Given entries
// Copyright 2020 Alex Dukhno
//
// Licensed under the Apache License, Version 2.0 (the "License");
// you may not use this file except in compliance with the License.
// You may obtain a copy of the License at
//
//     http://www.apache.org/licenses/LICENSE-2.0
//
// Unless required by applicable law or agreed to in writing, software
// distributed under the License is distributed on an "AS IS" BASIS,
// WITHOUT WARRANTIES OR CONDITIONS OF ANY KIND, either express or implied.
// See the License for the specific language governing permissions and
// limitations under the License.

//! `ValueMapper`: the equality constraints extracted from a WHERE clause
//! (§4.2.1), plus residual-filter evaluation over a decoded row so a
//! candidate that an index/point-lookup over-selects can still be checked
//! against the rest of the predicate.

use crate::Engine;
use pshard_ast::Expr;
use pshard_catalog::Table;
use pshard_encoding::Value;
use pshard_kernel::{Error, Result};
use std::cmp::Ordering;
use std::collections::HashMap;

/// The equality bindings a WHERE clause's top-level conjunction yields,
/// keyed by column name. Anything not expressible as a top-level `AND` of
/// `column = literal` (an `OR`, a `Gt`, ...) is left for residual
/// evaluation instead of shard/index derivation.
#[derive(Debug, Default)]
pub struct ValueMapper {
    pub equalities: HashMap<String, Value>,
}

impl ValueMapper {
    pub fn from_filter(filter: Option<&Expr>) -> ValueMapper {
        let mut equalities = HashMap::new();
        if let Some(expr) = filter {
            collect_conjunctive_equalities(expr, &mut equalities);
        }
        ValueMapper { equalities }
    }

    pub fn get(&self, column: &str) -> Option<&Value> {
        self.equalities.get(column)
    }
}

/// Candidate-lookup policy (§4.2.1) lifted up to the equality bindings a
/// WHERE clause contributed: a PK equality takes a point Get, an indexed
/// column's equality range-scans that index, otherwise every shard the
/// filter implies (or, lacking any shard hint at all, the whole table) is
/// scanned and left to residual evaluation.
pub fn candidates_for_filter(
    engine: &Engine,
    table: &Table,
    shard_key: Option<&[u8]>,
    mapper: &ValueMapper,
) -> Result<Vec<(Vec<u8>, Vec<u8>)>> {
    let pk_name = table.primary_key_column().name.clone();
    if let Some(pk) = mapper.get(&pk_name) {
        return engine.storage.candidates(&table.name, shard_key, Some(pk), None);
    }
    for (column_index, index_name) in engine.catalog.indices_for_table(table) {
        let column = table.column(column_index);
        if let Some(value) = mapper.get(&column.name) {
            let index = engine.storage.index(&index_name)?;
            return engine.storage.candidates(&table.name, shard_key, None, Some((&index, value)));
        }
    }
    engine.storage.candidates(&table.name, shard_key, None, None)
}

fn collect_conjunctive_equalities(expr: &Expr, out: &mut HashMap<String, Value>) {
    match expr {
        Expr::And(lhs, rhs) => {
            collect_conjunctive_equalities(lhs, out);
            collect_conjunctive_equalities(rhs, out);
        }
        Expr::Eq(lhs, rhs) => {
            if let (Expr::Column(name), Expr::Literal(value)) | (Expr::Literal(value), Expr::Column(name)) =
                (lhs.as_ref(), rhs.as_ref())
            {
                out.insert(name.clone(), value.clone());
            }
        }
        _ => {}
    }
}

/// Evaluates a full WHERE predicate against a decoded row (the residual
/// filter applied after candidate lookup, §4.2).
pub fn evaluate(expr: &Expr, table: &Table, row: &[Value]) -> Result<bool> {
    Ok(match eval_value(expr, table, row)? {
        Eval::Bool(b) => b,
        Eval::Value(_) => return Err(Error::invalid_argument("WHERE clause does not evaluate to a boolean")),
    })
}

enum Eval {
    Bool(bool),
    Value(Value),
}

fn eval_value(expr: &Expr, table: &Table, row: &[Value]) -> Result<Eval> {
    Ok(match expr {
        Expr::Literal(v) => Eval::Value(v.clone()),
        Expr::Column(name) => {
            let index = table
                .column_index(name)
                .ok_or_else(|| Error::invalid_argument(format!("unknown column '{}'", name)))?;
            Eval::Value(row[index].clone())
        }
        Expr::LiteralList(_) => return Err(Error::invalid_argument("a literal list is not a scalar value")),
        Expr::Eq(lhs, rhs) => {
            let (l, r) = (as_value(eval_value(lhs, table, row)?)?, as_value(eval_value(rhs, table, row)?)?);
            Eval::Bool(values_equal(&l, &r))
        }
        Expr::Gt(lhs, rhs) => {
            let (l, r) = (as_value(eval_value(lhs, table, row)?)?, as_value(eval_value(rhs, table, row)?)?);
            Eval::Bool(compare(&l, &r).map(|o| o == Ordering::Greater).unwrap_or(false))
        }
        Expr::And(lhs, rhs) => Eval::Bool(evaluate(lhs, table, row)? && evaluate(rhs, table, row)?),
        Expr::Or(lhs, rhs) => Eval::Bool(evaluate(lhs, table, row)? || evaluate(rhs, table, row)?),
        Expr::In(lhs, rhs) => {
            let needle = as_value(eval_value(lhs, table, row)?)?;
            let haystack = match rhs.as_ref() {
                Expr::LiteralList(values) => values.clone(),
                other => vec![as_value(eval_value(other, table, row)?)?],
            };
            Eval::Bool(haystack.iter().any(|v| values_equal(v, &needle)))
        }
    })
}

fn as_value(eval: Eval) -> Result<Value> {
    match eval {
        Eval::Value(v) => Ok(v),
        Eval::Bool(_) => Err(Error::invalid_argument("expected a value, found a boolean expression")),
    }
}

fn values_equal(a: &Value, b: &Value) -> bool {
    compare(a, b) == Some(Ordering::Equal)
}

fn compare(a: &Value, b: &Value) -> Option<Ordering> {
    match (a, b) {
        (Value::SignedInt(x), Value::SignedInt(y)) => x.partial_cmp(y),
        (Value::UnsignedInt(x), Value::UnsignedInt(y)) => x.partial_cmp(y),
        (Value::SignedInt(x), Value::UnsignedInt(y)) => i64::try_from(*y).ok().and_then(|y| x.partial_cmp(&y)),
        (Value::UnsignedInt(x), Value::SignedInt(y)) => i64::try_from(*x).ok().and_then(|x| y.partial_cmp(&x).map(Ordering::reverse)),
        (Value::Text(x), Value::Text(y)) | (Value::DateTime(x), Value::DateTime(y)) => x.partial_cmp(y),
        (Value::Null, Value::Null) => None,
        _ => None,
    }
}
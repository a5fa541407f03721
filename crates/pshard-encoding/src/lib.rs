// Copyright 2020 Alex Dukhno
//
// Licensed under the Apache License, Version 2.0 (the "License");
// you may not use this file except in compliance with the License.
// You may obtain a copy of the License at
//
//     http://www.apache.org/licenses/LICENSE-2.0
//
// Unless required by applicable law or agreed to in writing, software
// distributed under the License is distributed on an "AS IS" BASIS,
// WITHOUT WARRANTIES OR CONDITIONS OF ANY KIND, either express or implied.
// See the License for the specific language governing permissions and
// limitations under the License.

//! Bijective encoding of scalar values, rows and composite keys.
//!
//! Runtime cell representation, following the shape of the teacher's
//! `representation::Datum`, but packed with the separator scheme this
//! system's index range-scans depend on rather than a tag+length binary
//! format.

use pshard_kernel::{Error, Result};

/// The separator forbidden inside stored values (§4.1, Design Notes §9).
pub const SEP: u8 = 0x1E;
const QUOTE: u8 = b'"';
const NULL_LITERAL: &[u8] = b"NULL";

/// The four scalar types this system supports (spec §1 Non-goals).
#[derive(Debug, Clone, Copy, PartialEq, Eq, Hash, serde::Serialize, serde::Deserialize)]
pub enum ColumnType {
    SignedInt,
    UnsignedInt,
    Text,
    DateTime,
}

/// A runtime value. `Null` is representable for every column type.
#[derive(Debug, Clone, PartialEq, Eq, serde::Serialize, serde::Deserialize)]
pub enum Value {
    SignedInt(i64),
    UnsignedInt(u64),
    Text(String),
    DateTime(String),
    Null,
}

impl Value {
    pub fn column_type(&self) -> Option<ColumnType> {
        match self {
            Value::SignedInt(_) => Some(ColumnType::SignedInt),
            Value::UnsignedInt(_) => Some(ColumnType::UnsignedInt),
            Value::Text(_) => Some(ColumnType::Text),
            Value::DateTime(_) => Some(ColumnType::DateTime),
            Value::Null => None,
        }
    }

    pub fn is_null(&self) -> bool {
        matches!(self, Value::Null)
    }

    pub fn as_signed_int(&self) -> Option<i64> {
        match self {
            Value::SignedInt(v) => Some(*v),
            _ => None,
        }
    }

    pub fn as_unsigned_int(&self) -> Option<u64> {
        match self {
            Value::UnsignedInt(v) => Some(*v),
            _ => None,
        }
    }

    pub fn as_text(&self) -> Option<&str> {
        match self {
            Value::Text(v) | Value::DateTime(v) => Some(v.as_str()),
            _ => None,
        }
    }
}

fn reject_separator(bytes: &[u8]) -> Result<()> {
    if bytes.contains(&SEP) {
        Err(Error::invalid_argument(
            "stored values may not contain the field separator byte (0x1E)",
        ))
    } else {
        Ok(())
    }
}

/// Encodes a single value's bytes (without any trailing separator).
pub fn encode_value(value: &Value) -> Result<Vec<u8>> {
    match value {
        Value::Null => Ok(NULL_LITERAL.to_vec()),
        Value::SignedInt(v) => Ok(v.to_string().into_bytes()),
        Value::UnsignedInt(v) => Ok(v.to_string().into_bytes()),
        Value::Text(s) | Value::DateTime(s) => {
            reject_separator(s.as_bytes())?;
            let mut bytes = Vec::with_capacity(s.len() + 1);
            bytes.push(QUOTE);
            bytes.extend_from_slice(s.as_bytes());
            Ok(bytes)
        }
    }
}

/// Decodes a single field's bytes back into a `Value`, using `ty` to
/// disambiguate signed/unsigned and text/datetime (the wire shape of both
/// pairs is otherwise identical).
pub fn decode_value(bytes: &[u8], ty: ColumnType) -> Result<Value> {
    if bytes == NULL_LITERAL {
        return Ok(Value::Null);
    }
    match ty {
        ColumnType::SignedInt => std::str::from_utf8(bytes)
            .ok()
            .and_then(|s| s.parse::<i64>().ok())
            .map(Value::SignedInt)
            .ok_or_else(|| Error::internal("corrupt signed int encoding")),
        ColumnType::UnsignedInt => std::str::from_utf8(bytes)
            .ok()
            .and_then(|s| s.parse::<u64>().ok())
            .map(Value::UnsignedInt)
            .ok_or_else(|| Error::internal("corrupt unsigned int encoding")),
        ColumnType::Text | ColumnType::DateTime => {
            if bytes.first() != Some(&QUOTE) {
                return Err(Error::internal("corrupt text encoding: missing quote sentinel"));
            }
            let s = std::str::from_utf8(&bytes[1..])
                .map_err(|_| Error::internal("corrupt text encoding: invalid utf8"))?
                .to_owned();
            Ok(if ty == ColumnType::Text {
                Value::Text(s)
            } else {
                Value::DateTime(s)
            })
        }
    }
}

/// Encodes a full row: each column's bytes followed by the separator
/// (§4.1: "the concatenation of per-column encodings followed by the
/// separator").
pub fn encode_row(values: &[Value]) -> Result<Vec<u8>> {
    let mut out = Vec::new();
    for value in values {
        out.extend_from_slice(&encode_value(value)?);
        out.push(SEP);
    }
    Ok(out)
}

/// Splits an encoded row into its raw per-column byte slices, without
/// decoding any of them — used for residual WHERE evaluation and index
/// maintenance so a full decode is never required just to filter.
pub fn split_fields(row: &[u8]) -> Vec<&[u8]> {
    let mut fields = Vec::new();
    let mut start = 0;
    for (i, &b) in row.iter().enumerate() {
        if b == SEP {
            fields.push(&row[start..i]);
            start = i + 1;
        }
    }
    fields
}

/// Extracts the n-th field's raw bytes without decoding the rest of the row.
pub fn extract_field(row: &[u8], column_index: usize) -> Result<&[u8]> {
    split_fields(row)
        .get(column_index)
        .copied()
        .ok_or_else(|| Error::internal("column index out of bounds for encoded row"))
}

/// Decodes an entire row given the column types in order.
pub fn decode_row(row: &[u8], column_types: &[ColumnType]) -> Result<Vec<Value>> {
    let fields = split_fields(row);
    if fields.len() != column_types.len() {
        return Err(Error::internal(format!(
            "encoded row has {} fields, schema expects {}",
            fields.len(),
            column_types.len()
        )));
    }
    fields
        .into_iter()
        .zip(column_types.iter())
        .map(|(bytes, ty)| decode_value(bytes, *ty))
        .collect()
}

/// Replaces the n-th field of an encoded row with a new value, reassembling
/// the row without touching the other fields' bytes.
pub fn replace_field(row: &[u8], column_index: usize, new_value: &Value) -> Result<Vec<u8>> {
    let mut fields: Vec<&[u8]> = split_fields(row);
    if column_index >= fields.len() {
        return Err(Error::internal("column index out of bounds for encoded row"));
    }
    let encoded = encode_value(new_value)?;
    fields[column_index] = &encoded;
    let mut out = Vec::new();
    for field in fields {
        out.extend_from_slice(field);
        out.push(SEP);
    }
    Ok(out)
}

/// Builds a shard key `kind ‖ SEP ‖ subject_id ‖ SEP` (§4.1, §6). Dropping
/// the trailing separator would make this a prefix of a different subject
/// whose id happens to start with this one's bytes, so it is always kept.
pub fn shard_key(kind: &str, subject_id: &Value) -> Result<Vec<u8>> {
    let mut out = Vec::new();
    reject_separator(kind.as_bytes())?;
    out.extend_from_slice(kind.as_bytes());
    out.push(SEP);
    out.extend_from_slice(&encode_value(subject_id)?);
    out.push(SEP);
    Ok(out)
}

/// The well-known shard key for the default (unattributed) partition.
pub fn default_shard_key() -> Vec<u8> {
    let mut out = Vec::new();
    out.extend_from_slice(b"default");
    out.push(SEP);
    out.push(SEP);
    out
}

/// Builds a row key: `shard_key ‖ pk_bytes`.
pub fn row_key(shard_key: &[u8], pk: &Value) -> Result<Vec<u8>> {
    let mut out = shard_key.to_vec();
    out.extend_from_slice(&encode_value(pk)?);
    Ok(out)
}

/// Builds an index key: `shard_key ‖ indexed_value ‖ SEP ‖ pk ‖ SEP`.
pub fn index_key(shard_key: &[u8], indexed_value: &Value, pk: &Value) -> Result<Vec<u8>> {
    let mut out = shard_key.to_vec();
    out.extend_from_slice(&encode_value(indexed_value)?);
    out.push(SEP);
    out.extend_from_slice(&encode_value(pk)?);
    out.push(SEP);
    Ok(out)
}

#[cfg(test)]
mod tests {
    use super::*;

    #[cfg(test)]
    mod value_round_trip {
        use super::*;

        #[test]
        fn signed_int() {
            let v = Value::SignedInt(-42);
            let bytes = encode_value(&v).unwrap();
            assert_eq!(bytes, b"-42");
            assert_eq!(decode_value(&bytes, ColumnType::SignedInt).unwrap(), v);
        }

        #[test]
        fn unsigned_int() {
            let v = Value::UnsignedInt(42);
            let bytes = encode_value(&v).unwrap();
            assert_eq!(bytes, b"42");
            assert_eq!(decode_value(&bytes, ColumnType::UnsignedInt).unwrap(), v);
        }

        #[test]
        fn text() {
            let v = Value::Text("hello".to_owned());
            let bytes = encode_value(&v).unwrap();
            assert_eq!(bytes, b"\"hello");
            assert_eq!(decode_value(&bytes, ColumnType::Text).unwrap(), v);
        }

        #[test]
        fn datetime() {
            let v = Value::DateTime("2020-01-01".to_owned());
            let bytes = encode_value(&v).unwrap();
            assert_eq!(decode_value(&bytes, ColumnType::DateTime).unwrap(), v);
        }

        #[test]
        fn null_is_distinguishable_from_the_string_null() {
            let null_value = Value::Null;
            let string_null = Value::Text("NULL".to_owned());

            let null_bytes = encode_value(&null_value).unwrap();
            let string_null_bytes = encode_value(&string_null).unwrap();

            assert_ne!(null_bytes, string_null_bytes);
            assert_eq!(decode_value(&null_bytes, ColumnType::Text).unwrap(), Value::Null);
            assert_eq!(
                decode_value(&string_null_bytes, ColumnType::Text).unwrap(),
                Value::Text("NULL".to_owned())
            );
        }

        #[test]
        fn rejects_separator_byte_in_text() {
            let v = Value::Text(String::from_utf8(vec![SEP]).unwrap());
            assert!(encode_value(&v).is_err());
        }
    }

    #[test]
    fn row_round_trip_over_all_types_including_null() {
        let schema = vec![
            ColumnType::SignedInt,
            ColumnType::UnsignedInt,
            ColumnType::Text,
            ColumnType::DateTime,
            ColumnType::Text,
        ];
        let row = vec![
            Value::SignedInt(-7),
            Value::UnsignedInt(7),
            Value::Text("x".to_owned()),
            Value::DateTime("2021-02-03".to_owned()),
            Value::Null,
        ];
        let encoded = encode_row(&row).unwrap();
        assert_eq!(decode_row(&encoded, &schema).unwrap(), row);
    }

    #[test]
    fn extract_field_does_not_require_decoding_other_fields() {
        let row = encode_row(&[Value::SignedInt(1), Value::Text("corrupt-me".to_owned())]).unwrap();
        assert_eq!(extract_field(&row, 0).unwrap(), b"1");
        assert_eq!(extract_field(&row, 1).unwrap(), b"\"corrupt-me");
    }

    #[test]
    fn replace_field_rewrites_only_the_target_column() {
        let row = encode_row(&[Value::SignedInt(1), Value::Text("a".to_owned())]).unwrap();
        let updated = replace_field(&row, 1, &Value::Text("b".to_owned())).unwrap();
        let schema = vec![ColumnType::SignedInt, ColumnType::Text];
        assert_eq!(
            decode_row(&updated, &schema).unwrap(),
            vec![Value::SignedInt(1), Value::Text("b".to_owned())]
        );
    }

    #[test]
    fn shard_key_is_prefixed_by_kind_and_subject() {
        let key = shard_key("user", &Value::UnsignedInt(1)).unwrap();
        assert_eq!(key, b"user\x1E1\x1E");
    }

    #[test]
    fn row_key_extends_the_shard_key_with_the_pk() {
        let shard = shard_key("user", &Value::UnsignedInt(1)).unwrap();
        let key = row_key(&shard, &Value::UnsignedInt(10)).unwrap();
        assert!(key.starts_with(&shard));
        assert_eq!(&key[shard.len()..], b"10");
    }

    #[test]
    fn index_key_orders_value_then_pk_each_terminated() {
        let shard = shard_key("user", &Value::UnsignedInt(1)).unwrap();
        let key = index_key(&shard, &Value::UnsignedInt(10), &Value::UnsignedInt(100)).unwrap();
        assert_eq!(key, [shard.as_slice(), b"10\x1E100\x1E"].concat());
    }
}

Exercise goal
A single number is expected: how many lines in the records contain the string "decoded".

Answer section
2